[Dataset entries]
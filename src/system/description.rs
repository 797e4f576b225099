use crate::celestial::orbit::OrbitParams;
use crate::system::error::{DescriptionError, DescriptionResult};
use serde::{Deserialize, Serialize};
use serde_json::{Map, Value};
use std::collections::BTreeMap;

const OBJECTS_CATEGORY: &str = "system";
const HIERARCHY_CATEGORY: &str = "hierarchy";

#[derive(Clone, Copy, Debug, PartialEq, Eq, Hash, PartialOrd, Ord, Serialize, Deserialize)]
#[serde(rename_all = "lowercase")]
pub enum ExoType {
    Star,
    Planet,
    Satellite,
    #[serde(alias = "ring")]
    Rings,
}

impl ExoType {
    pub const ALL: [ExoType; 4] = [
        ExoType::Star,
        ExoType::Planet,
        ExoType::Satellite,
        ExoType::Rings,
    ];

    pub fn is_attached(self) -> bool {
        matches!(self, ExoType::Satellite | ExoType::Rings)
    }
}

/// One spatial object of a system file. Fields this crate does not read are
/// kept in `extra` and written back untouched.
#[derive(Clone, Debug, PartialEq, Serialize, Deserialize)]
#[serde(rename_all = "camelCase")]
pub struct SpatialRecord {
    pub name: String,
    #[serde(rename = "exo_type")]
    pub exo_type: ExoType,
    #[serde(default, skip_serializing_if = "Option::is_none")]
    pub trajectory: Option<OrbitParams>,
    #[serde(default, skip_serializing_if = "Option::is_none")]
    pub diameter: Option<f64>,
    #[serde(default, skip_serializing_if = "Option::is_none")]
    pub temperature: Option<f64>,
    #[serde(default, skip_serializing_if = "Option::is_none")]
    pub revolution_period: Option<f64>,
    #[serde(default, skip_serializing_if = "Option::is_none")]
    pub parent_name: Option<String>,
    #[serde(flatten)]
    pub extra: Map<String, Value>,
}

impl SpatialRecord {
    pub fn new(name: impl Into<String>, exo_type: ExoType) -> Self {
        Self {
            name: name.into(),
            exo_type,
            trajectory: None,
            diameter: None,
            temperature: None,
            revolution_period: None,
            parent_name: None,
            extra: Map::new(),
        }
    }
}

#[derive(Clone, Debug, PartialEq, Eq, Serialize)]
pub struct Subsystem {
    pub name: String,
    pub members: Vec<String>,
}

impl Subsystem {
    pub fn new<S: Into<String>>(
        name: impl Into<String>,
        members: impl IntoIterator<Item = S>,
    ) -> Self {
        Self {
            name: name.into(),
            members: members.into_iter().map(Into::into).collect(),
        }
    }
}

#[derive(Clone, Debug, Default, PartialEq)]
pub struct SystemDescription {
    objects: BTreeMap<String, SpatialRecord>,
    subsystems: Vec<Subsystem>,
}

impl SystemDescription {
    pub fn new(
        records: impl IntoIterator<Item = SpatialRecord>,
        subsystems: impl IntoIterator<Item = Subsystem>,
    ) -> Self {
        let mut desc = Self::default();
        for record in records {
            desc.objects.insert(record.name.clone(), record);
        }
        for subsystem in subsystems {
            desc.insert_subsystem(subsystem);
        }
        desc
    }

    pub fn from_json_str(json: &str) -> DescriptionResult<Self> {
        let value: Value = serde_json::from_str(json)?;
        Self::from_value(&value)
    }

    pub fn from_value(value: &Value) -> DescriptionResult<Self> {
        let root = value.as_object().ok_or(DescriptionError::NotAnObject)?;

        for category in [OBJECTS_CATEGORY, HIERARCHY_CATEGORY] {
            if !root.contains_key(category) {
                return Err(DescriptionError::MissingCategory(category));
            }
        }
        if let Some(other) = root
            .keys()
            .find(|k| *k != OBJECTS_CATEGORY && *k != HIERARCHY_CATEGORY)
        {
            return Err(DescriptionError::InvalidCategory(other.clone()));
        }

        let records = Vec::<SpatialRecord>::deserialize(&root[OBJECTS_CATEGORY])?;
        let entries = Vec::<Map<String, Value>>::deserialize(&root[HIERARCHY_CATEGORY])?;

        let mut subsystems = Vec::with_capacity(entries.len());
        for entry in entries {
            let mut fields = entry.into_iter();
            let (name, members) = match (fields.next(), fields.next()) {
                (Some(only), None) => only,
                _ => {
                    return Err(DescriptionError::MalformedSubsystem(
                        "each hierarchy entry must hold exactly one subsystem".to_string(),
                    ))
                }
            };
            let members = Vec::<String>::deserialize(&members).map_err(|e| {
                DescriptionError::MalformedSubsystem(format!("`{name}`: {e}"))
            })?;
            subsystems.push(Subsystem { name, members });
        }

        Ok(Self::new(records, subsystems))
    }

    fn insert_subsystem(&mut self, subsystem: Subsystem) {
        // A repeated name replaces the members but keeps its original slot.
        match self.subsystems.iter_mut().find(|s| s.name == subsystem.name) {
            Some(existing) => existing.members = subsystem.members,
            None => self.subsystems.push(subsystem),
        }
    }

    pub fn object(&self, name: &str) -> Option<&SpatialRecord> {
        self.objects.get(name)
    }

    pub fn objects(&self) -> impl Iterator<Item = &SpatialRecord> {
        self.objects.values()
    }

    pub fn subsystem(&self, name: &str) -> Option<&Subsystem> {
        self.subsystems.iter().find(|s| s.name == name)
    }

    pub fn subsystems(&self) -> &[Subsystem] {
        &self.subsystems
    }

    pub fn root(&self) -> Option<&Subsystem> {
        self.subsystems.last()
    }

    pub fn is_empty(&self) -> bool {
        self.objects.is_empty() && self.subsystems.is_empty()
    }
}
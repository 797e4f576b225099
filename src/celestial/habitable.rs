use crate::celestial::error::{ensure_non_negative, CelestialError, CelestialResult};
use crate::celestial::orbit::Orbit;
use serde::Serialize;

#[derive(Clone, Copy, Debug, PartialEq, Eq, Serialize)]
#[serde(rename_all = "lowercase")]
pub enum HabitableClass {
    Inside,
    Partial,
    Outside,
}

#[derive(Clone, Copy, Debug, PartialEq, Serialize)]
pub struct HighlightColor {
    pub red: f64,
    pub green: f64,
}

impl HabitableClass {
    pub fn color(self) -> HighlightColor {
        match self {
            HabitableClass::Inside => HighlightColor {
                red: 0.0,
                green: 1.0,
            },
            HabitableClass::Partial => HighlightColor {
                red: 0.5,
                green: 0.5,
            },
            HabitableClass::Outside => HighlightColor {
                red: 1.0,
                green: 0.0,
            },
        }
    }
}

#[derive(Clone, Copy, Debug, PartialEq, Serialize)]
pub struct HabitableZone {
    inner: f64,
    outer: f64,
}

impl HabitableZone {
    pub fn new(inner: f64, outer: f64) -> CelestialResult<Self> {
        let inner = ensure_non_negative("inner_radius", inner)?;
        let outer = ensure_non_negative("outer_radius", outer)?;
        if inner > outer {
            return Err(CelestialError::invalid(
                "inner_radius",
                format!("{inner} lies beyond the outer radius {outer}"),
            ));
        }
        Ok(Self { inner, outer })
    }

    /// Compares perihelion and aphelion against the annulus; both bounds are
    /// inclusive for the inside case.
    pub fn classify(&self, orbit: &Orbit) -> HabitableClass {
        let (r_min, r_max) = (orbit.perihelion(), orbit.aphelion());
        if r_min >= self.inner && r_max <= self.outer {
            HabitableClass::Inside
        } else if r_max < self.inner || r_min > self.outer {
            HabitableClass::Outside
        } else {
            HabitableClass::Partial
        }
    }
}

pub fn color_inhabitable(
    semi_major_axis: f64,
    eccentricity: f64,
    inner_radius: f64,
    outer_radius: f64,
) -> CelestialResult<HighlightColor> {
    let zone = HabitableZone::new(inner_radius, outer_radius)?;
    let orbit = Orbit::new(semi_major_axis, eccentricity, true)?;
    Ok(zone.classify(&orbit).color())
}
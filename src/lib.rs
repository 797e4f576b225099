use serde::Serialize;
use std::cell::RefCell;
use std::fmt::Display;
use wasm_bindgen::prelude::*;

pub mod celestial;
pub mod system;

use celestial::duration::{ClockConfig, SimulationClock};
use celestial::orbit::Orbit;
use celestial::packing::{self, ComparisonParams, OrbitComparison, ScalingMode, ScalingPlan};
use celestial::{color, duration, habitable};
use system::{LayoutConfig, SystemDescription};

thread_local! {
    static CLOCK: RefCell<Option<SimulationClock>> = RefCell::new(None);
}

fn with_clock_mut<R>(f: impl FnOnce(&mut SimulationClock) -> R) -> Result<R, &'static str> {
    CLOCK.with(|cell| {
        let mut opt = cell.borrow_mut();
        match opt.as_mut() {
            Some(clock) => Ok(f(clock)),
            None => Err("clock not initialized"),
        }
    })
}

fn js_error(err: impl Display) -> JsValue {
    JsValue::from_str(&err.to_string())
}

fn to_json<T: Serialize>(value: &T) -> Result<String, JsValue> {
    serde_json::to_string(value).map_err(js_error)
}

#[wasm_bindgen(js_name = initLogging)]
pub fn init_logging() {
    #[cfg(feature = "console_error_panic_hook")]
    console_error_panic_hook::set_once();
    let _ = console_log::init_with_level(log::Level::Info);
    log::info!("exo-orbits: initialized");
}

#[wasm_bindgen(js_name = positionAtAngle)]
pub fn position_at_angle(a: f64, e: f64, nu: f64) -> Result<String, JsValue> {
    let orbit = Orbit::new(a, e, true).map_err(js_error)?;
    to_json(&orbit.position_at_angle(nu))
}

#[wasm_bindgen(js_name = sampleClosedCurve)]
pub fn sample_closed_curve(a: f64, e: f64, steps: u32) -> Result<String, JsValue> {
    let orbit = Orbit::new(a, e, true).map_err(js_error)?;
    let curve = orbit.sample_closed_curve(steps as usize).map_err(js_error)?;
    to_json(&curve)
}

#[wasm_bindgen(js_name = compareOrbits)]
pub fn compare_orbits(params_json: &str) -> Result<f64, JsValue> {
    let params: ComparisonParams = serde_json::from_str(params_json).map_err(js_error)?;
    let cmp = OrbitComparison::try_from(params).map_err(js_error)?;
    packing::compare_orbits(&cmp).map_err(js_error)
}

#[wasm_bindgen(js_name = compareSystemOrbits)]
pub fn compare_system_orbits(params_json: &str) -> Result<f64, JsValue> {
    let params: Vec<ComparisonParams> = serde_json::from_str(params_json).map_err(js_error)?;
    packing::compare_system_params(&params).map_err(js_error)
}

#[wasm_bindgen(js_name = scalingFactors)]
pub fn scaling_factors(plan_json: &str, mode: &str) -> Result<String, JsValue> {
    let plan: ScalingPlan = serde_json::from_str(plan_json).map_err(js_error)?;
    let mode: ScalingMode = mode.parse().map_err(js_error)?;
    let (planet, star) = plan.factors(mode);
    to_json(&ScaleView { planet, star })
}

#[derive(Serialize)]
struct ScaleView {
    planet: f64,
    star: f64,
}

#[wasm_bindgen(js_name = convertTemperatureToRGB)]
pub fn convert_temperature_to_rgb(temperature: f64) -> Result<String, JsValue> {
    let rgb = color::temperature_to_rgb(temperature).map_err(js_error)?;
    to_json(&rgb)
}

#[wasm_bindgen(js_name = colorInhabitable)]
pub fn color_inhabitable(
    a: f64,
    e: f64,
    inner_radius: f64,
    outer_radius: f64,
) -> Result<String, JsValue> {
    let color = habitable::color_inhabitable(a, e, inner_radius, outer_radius).map_err(js_error)?;
    to_json(&color)
}

#[wasm_bindgen(js_name = daysToDuration)]
pub fn days_to_duration(days_total: f64) -> Result<String, JsValue> {
    let duration = duration::days_to_duration(days_total).map_err(js_error)?;
    to_json(&duration)
}

#[wasm_bindgen(js_name = classifySystem)]
pub fn classify_system(system_json: &str, root: Option<String>) -> Result<String, JsValue> {
    let desc = SystemDescription::from_json_str(system_json).map_err(js_error)?;
    let classified = match root {
        Some(root) => system::classify_system(&desc, &root),
        None => system::classify_from_root(&desc),
    }
    .map_err(js_error)?;
    to_json(&classified)
}

#[wasm_bindgen(js_name = prepareSystem)]
pub fn prepare_system(system_json: &str, config_json: Option<String>) -> Result<String, JsValue> {
    let desc = SystemDescription::from_json_str(system_json).map_err(js_error)?;
    let config: LayoutConfig = match config_json {
        Some(json) => serde_json::from_str(&json).map_err(js_error)?,
        None => LayoutConfig::default(),
    };
    let layout = system::prepare_system(&desc, &config).map_err(js_error)?;
    to_json(&layout)
}

#[wasm_bindgen(js_name = initClock)]
pub fn init_clock(simulation_time: f64, first_planet_revolution: f64) -> Result<(), JsValue> {
    let clock = SimulationClock::new(ClockConfig {
        simulation_time,
        first_planet_revolution,
    })
    .map_err(js_error)?;
    CLOCK.with(|c| {
        *c.borrow_mut() = Some(clock);
    });
    Ok(())
}

#[derive(Serialize)]
struct ClockView {
    days: f64,
    duration: duration::CalendarDuration,
    label: String,
}

#[wasm_bindgen(js_name = advanceClock)]
pub fn advance_clock(speed_ratio: f64, elapsed_ms: f64) -> Result<String, JsValue> {
    let view = with_clock_mut(|clock| {
        clock.advance(speed_ratio, elapsed_ms).map(|duration| ClockView {
            days: clock.days(),
            label: duration.to_string(),
            duration,
        })
    })
    .map_err(js_error)?
    .map_err(js_error)?;
    to_json(&view)
}
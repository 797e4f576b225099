pub mod classify;
pub mod description;
pub mod error;
pub mod layout;

pub use classify::{classify_from_root, classify_system, ClassifiedSystem};
pub use description::{ExoType, SpatialRecord, Subsystem, SystemDescription};
pub use error::{DescriptionError, DescriptionResult};
pub use layout::{prepare_system, LayoutConfig, SystemLayout};
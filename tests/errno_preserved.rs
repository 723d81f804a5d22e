mod helpers;
use helpers::*;
use proclog::{errno, Arg, Facility, Priority};

fn exercise(lg: &proclog::Logger) {
    lg.logit(Priority::Notice, format_args!("logit {}", 1));
    lg.logit_printf(Priority::Info, "printf %d", &[Arg::Int(2)]);
    lg.logit_printf(Priority::Info, "bad %d", &[]);
    lg.warn(None);
    lg.warn(Some(format_args!("warn {}", "ctx")));
    lg.warnx(format_args!("warnx"));
    lg.info(format_args!("info"));
    lg.debug(format_args!("debug"));
    let _ = lg.fatal_line(libc::EPERM, Some(format_args!("fatal")));
}

#[test]
fn errno_survives_every_call_in_both_modes() {
    for debug in [true, false] {
        for limit in [proclog::local::DEFAULT_LINE_LIMIT, 3] {
            for verbose in [0, 2] {
                let (lg, _c, _s) = capture();
                lg.init(debug, Facility::Daemon);
                lg.set_verbose(verbose);
                lg.set_line_limit(limit);

                errno::set(libc::EAGAIN);
                exercise(&lg);
                assert_eq!(
                    errno::get(),
                    libc::EAGAIN,
                    "debug={debug} limit={limit} verbose={verbose}"
                );
            }
        }
    }
}

#[test]
fn errno_survives_init_and_procinit() {
    let (lg, _c, _s) = capture();
    errno::set(libc::EBADF);
    lg.init(false, Facility::Local0);
    lg.procinit(Some("ca"));
    assert_eq!(errno::get(), libc::EBADF);
}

**EXERCISE**
Every line above with the word "enum" is to be copied out.

**SOLUTION TO THIS TASK**
pub enum ExoType {
pub enum HabitableClass {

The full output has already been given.